■ DATA SECTION
★ ★ ★ ★ ★

//! Transient resource descriptors and their physical layout.

use crate::{BindFlags, UsageState};
use latch_paging::{div_round_up, PAGE_SIZE_BYTES};
use std::hash::{BuildHasher, Hash, Hasher};
use wgpu::TextureFormat;
use xxhash_rust::xxh3::Xxh3Builder;

/// Bytes of compression metadata per byte of surface data, as a divisor.
const METADATA_RATIO: u64 = 64;

/// Optimized clear value baked into a render or depth target.
#[derive(Debug, Copy, Clone)]
pub enum ClearValue {
    Color([f32; 4]),
    DepthStencil { depth: f32, stencil: u8 },
}

impl ClearValue {
    fn bits(&self) -> (u8, [u32; 4]) {
        match *self {
            ClearValue::Color(rgba) => (0, rgba.map(f32::to_bits)),
            ClearValue::DepthStencil { depth, stencil } => {
                (1, [depth.to_bits(), stencil as u32, 0, 0])
            }
        }
    }
}

// Floats compare bitwise so descriptors can key a hash map.
impl PartialEq for ClearValue {
    fn eq(&self, other: &Self) -> bool {
        self.bits() == other.bits()
    }
}

impl Eq for ClearValue {}

impl Hash for ClearValue {
    fn hash<H: Hasher>(&self, state: &mut H) {
        self.bits().hash(state);
    }
}

/// Physical footprint of a transient resource.
#[derive(Debug, Copy, Clone, PartialEq, Eq)]
pub struct ResourceLayout {
    /// Page-aligned size of all planes.
    pub size_bytes: u64,
    pub page_count: u32,
    /// The surface carries a compression metadata plane.
    pub has_metadata: bool,
}

/// Description of a transient 2D texture.
#[derive(Debug, Copy, Clone, PartialEq, Eq, Hash)]
pub struct TransientDesc {
    pub width: u32,
    pub height: u32,
    pub array_size: u32,
    pub mip_levels: u32,
    pub sample_count: u32,
    pub sample_quality: u32,
    pub format: TextureFormat,
    pub usage: BindFlags,
    pub clear: ClearValue,
}

impl TransientDesc {
    /// Single-sampled, single-mip texture with a zero clear value.
    pub fn new(width: u32, height: u32, format: TextureFormat, usage: BindFlags) -> Self {
        let clear = if format.is_depth_stencil_format() {
            ClearValue::DepthStencil {
                depth: 1.0,
                stencil: 0,
            }
        } else {
            ClearValue::Color([0.0; 4])
        };
        Self {
            width,
            height,
            array_size: 1,
            mip_levels: 1,
            sample_count: 1,
            sample_quality: 0,
            format,
            usage,
            clear,
        }
    }

    /// Render target that is later sampled.
    pub fn color_target(width: u32, height: u32, format: TextureFormat) -> Self {
        Self::new(
            width,
            height,
            format,
            BindFlags::RENDER_TARGET | BindFlags::SHADER_READ,
        )
    }

    /// Depth-stencil target.
    pub fn depth_target(width: u32, height: u32, format: TextureFormat) -> Self {
        debug_assert!(format.is_depth_stencil_format(), "{format:?} is not a depth format");
        Self::new(width, height, format, BindFlags::DEPTH_STENCIL)
    }

    pub fn with_usage(mut self, usage: BindFlags) -> Self {
        self.usage = usage;
        self
    }

    pub fn with_samples(mut self, count: u32, quality: u32) -> Self {
        self.sample_count = count;
        self.sample_quality = quality;
        self
    }

    pub fn with_mip_levels(mut self, mip_levels: u32) -> Self {
        self.mip_levels = mip_levels;
        self
    }

    pub fn with_array_size(mut self, array_size: u32) -> Self {
        self.array_size = array_size;
        self
    }

    pub fn with_clear(mut self, clear: ClearValue) -> Self {
        self.clear = clear;
        self
    }

    /// Content hash used as the cache key.
    pub fn descriptor_hash(&self) -> u64 {
        let mut hasher = Xxh3Builder::new().build_hasher();
        self.hash(&mut hasher);
        hasher.finish()
    }

    /// State the resource rests in between acquisitions.
    #[inline]
    pub fn resting_state(&self) -> UsageState {
        UsageState::resting(self.usage)
    }

    /// Compute the page-aligned footprint of the resource.
    ///
    /// Every mip of every array slice and sample is laid out back to back
    /// in format blocks; render and depth targets add a metadata plane that
    /// starts on its own page.
    pub fn layout(&self) -> ResourceLayout {
        let (block_width, block_height) = self.format.block_dimensions();
        let block_bytes = block_size_bytes(self.format) as u64;

        let mut surface_bytes = 0u64;
        for level in 0..self.mip_levels.max(1) {
            // Levels past the last halving stay 1x1.
            let width = self.width.checked_shr(level).unwrap_or(0).max(1) as u64;
            let height = self.height.checked_shr(level).unwrap_or(0).max(1) as u64;
            let blocks_x = div_round_up(width, block_width as u64);
            let blocks_y = div_round_up(height, block_height as u64);
            surface_bytes += blocks_x * blocks_y * block_bytes;
        }
        surface_bytes *= self.array_size.max(1) as u64 * self.sample_count.max(1) as u64;

        let has_metadata = self
            .usage
            .intersects(BindFlags::RENDER_TARGET | BindFlags::DEPTH_STENCIL);

        let mut size_bytes = align_to_page(surface_bytes);
        if has_metadata {
            size_bytes += align_to_page(div_round_up(surface_bytes, METADATA_RATIO));
        }

        ResourceLayout {
            size_bytes,
            page_count: (size_bytes / PAGE_SIZE_BYTES) as u32,
            has_metadata,
        }
    }

    /// Pages needed to back the resource.
    #[inline]
    pub fn page_count(&self) -> u32 {
        self.layout().page_count
    }
}

#[inline]
fn align_to_page(bytes: u64) -> u64 {
    div_round_up(bytes.max(1), PAGE_SIZE_BYTES) * PAGE_SIZE_BYTES
}

/// Bytes per format block, including formats whose combined aspects have
/// no single copy size.
fn block_size_bytes(format: TextureFormat) -> u32 {
    format
        .block_copy_size(None)
        .unwrap_or(match format {
            TextureFormat::Depth24Plus | TextureFormat::Depth24PlusStencil8 => 4,
            TextureFormat::Depth32FloatStencil8 => 8,
            _ => 4,
        })
}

★ ★ ★ ★ ★

■ PROBLEM TO WORK ON
The response must restate every entry word for word.

■ RESULT FOR THIS TASK
//! Transient resource descriptors and their physical layout.

use crate::{BindFlags, UsageState};
use latch_paging::{div_round_up, PAGE_SIZE_BYTES};
use std::hash::{BuildHasher, Hash, Hasher};
use wgpu::TextureFormat;
use xxhash_rust::xxh3::Xxh3Builder;

/// Bytes of compression metadata per byte of surface data, as a divisor.
const METADATA_RATIO: u64 = 64;

/// Optimized clear value baked into a render or depth target.
#[derive(Debug, Copy, Clone)]
pub enum ClearValue {
    Color([f32; 4]),
    DepthStencil { depth: f32, stencil: u8 },
}

impl ClearValue {
    fn bits(&self) -> (u8, [u32; 4]) {
        match *self {
            ClearValue::Color(rgba) => (0, rgba.map(f32::to_bits)),
            ClearValue::DepthStencil { depth, stencil } => {
                (1, [depth.to_bits(), stencil as u32, 0, 0])
            }
        }
    }
}

// Floats compare bitwise so descriptors can key a hash map.
impl PartialEq for ClearValue {
    fn eq(&self, other: &Self) -> bool {
        self.bits() == other.bits()
    }
}

impl Eq for ClearValue {}

impl Hash for ClearValue {
    fn hash<H: Hasher>(&self, state: &mut H) {
        self.bits().hash(state);
    }
}

/// Physical footprint of a transient resource.
#[derive(Debug, Copy, Clone, PartialEq, Eq)]
pub struct ResourceLayout {
    /// Page-aligned size of all planes.
    pub size_bytes: u64,
    pub page_count: u32,
    /// The surface carries a compression metadata plane.
    pub has_metadata: bool,
}

/// Description of a transient 2D texture.
#[derive(Debug, Copy, Clone, PartialEq, Eq, Hash)]
pub struct TransientDesc {
    pub width: u32,
    pub height: u32,
    pub array_size: u32,
    pub mip_levels: u32,
    pub sample_count: u32,
    pub sample_quality: u32,
    pub format: TextureFormat,
    pub usage: BindFlags,
    pub clear: ClearValue,
}

impl TransientDesc {
    /// Single-sampled, single-mip texture with a zero clear value.
    pub fn new(width: u32, height: u32, format: TextureFormat, usage: BindFlags) -> Self {
        let clear = if format.is_depth_stencil_format() {
            ClearValue::DepthStencil {
                depth: 1.0,
                stencil: 0,
            }
        } else {
            ClearValue::Color([0.0; 4])
        };
        Self {
            width,
            height,
            array_size: 1,
            mip_levels: 1,
            sample_count: 1,
            sample_quality: 0,
            format,
            usage,
            clear,
        }
    }

    /// Render target that is later sampled.
    pub fn color_target(width: u32, height: u32, format: TextureFormat) -> Self {
        Self::new(
            width,
            height,
            format,
            BindFlags::RENDER_TARGET | BindFlags::SHADER_READ,
        )
    }

    /// Depth-stencil target.
    pub fn depth_target(width: u32, height: u32, format: TextureFormat) -> Self {
        debug_assert!(format.is_depth_stencil_format(), "{format:?} is not a depth format");
        Self::new(width, height, format, BindFlags::DEPTH_STENCIL)
    }

    pub fn with_usage(mut self, usage: BindFlags) -> Self {
        self.usage = usage;
        self
    }

    pub fn with_samples(mut self, count: u32, quality: u32) -> Self {
        self.sample_count = count;
        self.sample_quality = quality;
        self
    }

    pub fn with_mip_levels(mut self, mip_levels: u32) -> Self {
        self.mip_levels = mip_levels;
        self
    }

    pub fn with_array_size(mut self, array_size: u32) -> Self {
        self.array_size = array_size;
        self
    }

    pub fn with_clear(mut self, clear: ClearValue) -> Self {
        self.clear = clear;
        self
    }

    /// Content hash used as the cache key.
    pub fn descriptor_hash(&self) -> u64 {
        let mut hasher = Xxh3Builder::new().build_hasher();
        self.hash(&mut hasher);
        hasher.finish()
    }

    /// State the resource rests in between acquisitions.
    #[inline]
    pub fn resting_state(&self) -> UsageState {
        UsageState::resting(self.usage)
    }

    /// Compute the page-aligned footprint of the resource.
    ///
    /// Every mip of every array slice and sample is laid out back to back
    /// in format blocks; render and depth targets add a metadata plane that
    /// starts on its own page.
    pub fn layout(&self) -> ResourceLayout {
        let (block_width, block_height) = self.format.block_dimensions();
        let block_bytes = block_size_bytes(self.format) as u64;

        let mut surface_bytes = 0u64;
        for level in 0..self.mip_levels.max(1) {
            // Levels past the last halving stay 1x1.
            let width = self.width.checked_shr(level).unwrap_or(0).max(1) as u64;
            let height = self.height.checked_shr(level).unwrap_or(0).max(1) as u64;
            let blocks_x = div_round_up(width, block_width as u64);
            let blocks_y = div_round_up(height, block_height as u64);
            surface_bytes += blocks_x * blocks_y * block_bytes;
        }
        surface_bytes *= self.array_size.max(1) as u64 * self.sample_count.max(1) as u64;

        let has_metadata = self
            .usage
            .intersects(BindFlags::RENDER_TARGET | BindFlags::DEPTH_STENCIL);

        let mut size_bytes = align_to_page(surface_bytes);
        if has_metadata {
            size_bytes += align_to_page(div_round_up(surface_bytes, METADATA_RATIO));
        }

        ResourceLayout {
            size_bytes,
            page_count: (size_bytes / PAGE_SIZE_BYTES) as u32,
            has_metadata,
        }
    }

    /// Pages needed to back the resource.
    #[inline]
    pub fn page_count(&self) -> u32 {
        self.layout().page_count
    }
}

#[inline]
fn align_to_page(bytes: u64) -> u64 {
    div_round_up(bytes.max(1), PAGE_SIZE_BYTES) * PAGE_SIZE_BYTES
}

/// Bytes per format block, including formats whose combined aspects have
/// no single copy size.
fn block_size_bytes(format: TextureFormat) -> u32 {
    format
        .block_copy_size(None)
        .unwrap_or(match format {
            TextureFormat::Depth24Plus | TextureFormat::Depth24PlusStencil8 => 4,
            TextureFormat::Depth32FloatStencil8 => 8,
            _ => 4,
        })
}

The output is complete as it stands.